Chardy settled himself, finding some of that giant-killing form and working the reliable combination of slicing to his opponent’s backhand, giving himself time to set up for his huge forehand. It worked, as did his willingness to approach the net, and he broke back as Murray attempted to counter acute slice with even cuter slice and hit the net. After two forehand errors from Murray at 4-3 gave Chardy 30-30, the Scot had to lift his game and he did, landing two unreturnable serves and a thumping ace to hold. He then recovered from a 0-30 deficit in his next service game to seal the set.  
The second set looked like it might go the same way as the first, with a 4-1 lead for Murray threatening to vanish after Chardy earned two break points on Murray’s serve. Both were saved with Murray scrambling and retrieving at the back of the court while his opponent was planted at net; the British No. 1 passed Chardy to save the first, then kept himself in the second with a defensive lob only for the Frenchman to ultimately fluff the volley. Murray’s eventual hold for 5-1 with his fifth ace broke the back of the match as well as Chardy’s resistance. Hampered by an increasingly errant ball toss, Chardy double-faulted the second set away, and despite one final break of Murray’s serve was never really a factor in the third.  
Chardy said after the match that he didn’t think he played badly but that Murray was too good.

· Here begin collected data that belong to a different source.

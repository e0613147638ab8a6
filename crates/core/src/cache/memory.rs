//! In-memory [`CacheStore`] for tests and ephemeral deployments.

use std::collections::HashMap;
use std::sync::Arc;

use async_trait::async_trait;
use tokio::sync::RwLock;

use super::store::{CacheStore, ensure_cacheable};
use crate::Error;
use crate::exchange::{ProxyRequest, ProxyResponse};

#[derive(Debug, Default)]
struct Partition {
    name: String,
    entries: HashMap<String, ProxyResponse>,
}

/// Volatile partitioned store.
///
/// Uses a Vec of partitions behind a tokio RwLock so enumeration keeps
/// creation order. Cloning shares the underlying storage.
#[derive(Debug, Clone, Default)]
pub struct MemoryStore {
    partitions: Arc<RwLock<Vec<Partition>>>,
    max_entries: Option<usize>,
}

impl MemoryStore {
    pub fn new() -> Self {
        Self::default()
    }

    /// A store that refuses new entries once `max_entries` are held across all partitions.
    pub fn with_quota(max_entries: usize) -> Self {
        Self { max_entries: Some(max_entries), ..Self::default() }
    }

    /// Fail if inserting `incoming` new keys would exceed the quota. Overwrites are free.
    fn check_quota(&self, partitions: &[Partition], name: &str, incoming: &[String]) -> Result<(), Error> {
        let Some(max) = self.max_entries else {
            return Ok(());
        };
        let held: usize = partitions.iter().map(|p| p.entries.len()).sum();
        let existing = partitions.iter().find(|p| p.name == name);
        let mut fresh: Vec<&String> = incoming
            .iter()
            .filter(|key| existing.is_none_or(|p| !p.entries.contains_key(*key)))
            .collect();
        fresh.sort();
        fresh.dedup();
        if held + fresh.len() > max {
            return Err(Error::QuotaExceeded(format!("{held} of {max} entries in use")));
        }
        Ok(())
    }
}

fn partition_mut<'a>(partitions: &'a mut Vec<Partition>, name: &str) -> &'a mut Partition {
    match partitions.iter().position(|p| p.name == name) {
        Some(index) => &mut partitions[index],
        None => {
            partitions.push(Partition { name: name.to_string(), entries: HashMap::new() });
            let last = partitions.len() - 1;
            &mut partitions[last]
        }
    }
}

#[async_trait]
impl CacheStore for MemoryStore {
    async fn open(&self, name: &str) -> Result<(), Error> {
        let mut partitions = self.partitions.write().await;
        partition_mut(&mut partitions, name);
        Ok(())
    }

    async fn keys(&self) -> Result<Vec<String>, Error> {
        let partitions = self.partitions.read().await;
        Ok(partitions.iter().map(|p| p.name.clone()).collect())
    }

    async fn delete(&self, name: &str) -> Result<bool, Error> {
        let mut partitions = self.partitions.write().await;
        let before = partitions.len();
        partitions.retain(|p| p.name != name);
        Ok(partitions.len() != before)
    }

    async fn match_request(&self, name: &str, request: &ProxyRequest) -> Result<Option<ProxyResponse>, Error> {
        if !request.is_get() {
            return Ok(None);
        }
        let partitions = self.partitions.read().await;
        Ok(partitions
            .iter()
            .find(|p| p.name == name)
            .and_then(|p| p.entries.get(&request.cache_key()))
            .cloned())
    }

    async fn put(&self, name: &str, request: &ProxyRequest, response: &ProxyResponse) -> Result<(), Error> {
        ensure_cacheable(request)?;
        let key = request.cache_key();
        let mut partitions = self.partitions.write().await;
        self.check_quota(&partitions, name, std::slice::from_ref(&key))?;
        partition_mut(&mut partitions, name)
            .entries
            .insert(key, response.clone());
        Ok(())
    }

    async fn put_all(&self, name: &str, entries: &[(ProxyRequest, ProxyResponse)]) -> Result<(), Error> {
        for (request, _) in entries {
            ensure_cacheable(request)?;
        }
        let keys: Vec<String> = entries.iter().map(|(request, _)| request.cache_key()).collect();
        let mut partitions = self.partitions.write().await;
        self.check_quota(&partitions, name, &keys)?;
        let partition = partition_mut(&mut partitions, name);
        for (key, (_, response)) in keys.into_iter().zip(entries) {
            partition.entries.insert(key, response.clone());
        }
        Ok(())
    }

    async fn entry_count(&self, name: &str) -> Result<u64, Error> {
        let partitions = self.partitions.read().await;
        Ok(partitions
            .iter()
            .find(|p| p.name == name)
            .map_or(0, |p| p.entries.len() as u64))
    }
}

It seems a fair assessment, particularly as Murray found the timing off the ground that he had been missing in his third-round match against Richard Berankis, and a bit of the killer instinct that was lacking against the out-of-shape Gilles Simon in the round of sixteen. Murray is now on a nine-match winning streak in 2013 and has yet to concede a set in Melbourne, but a more serious worry is the fact that he hasn’t really faced a top-flight or particularly challenging opponent heading into the semifinals, where he will face either Roger Federer or Jo-Wilfried Tsonga, either of whom will present a much more serious test.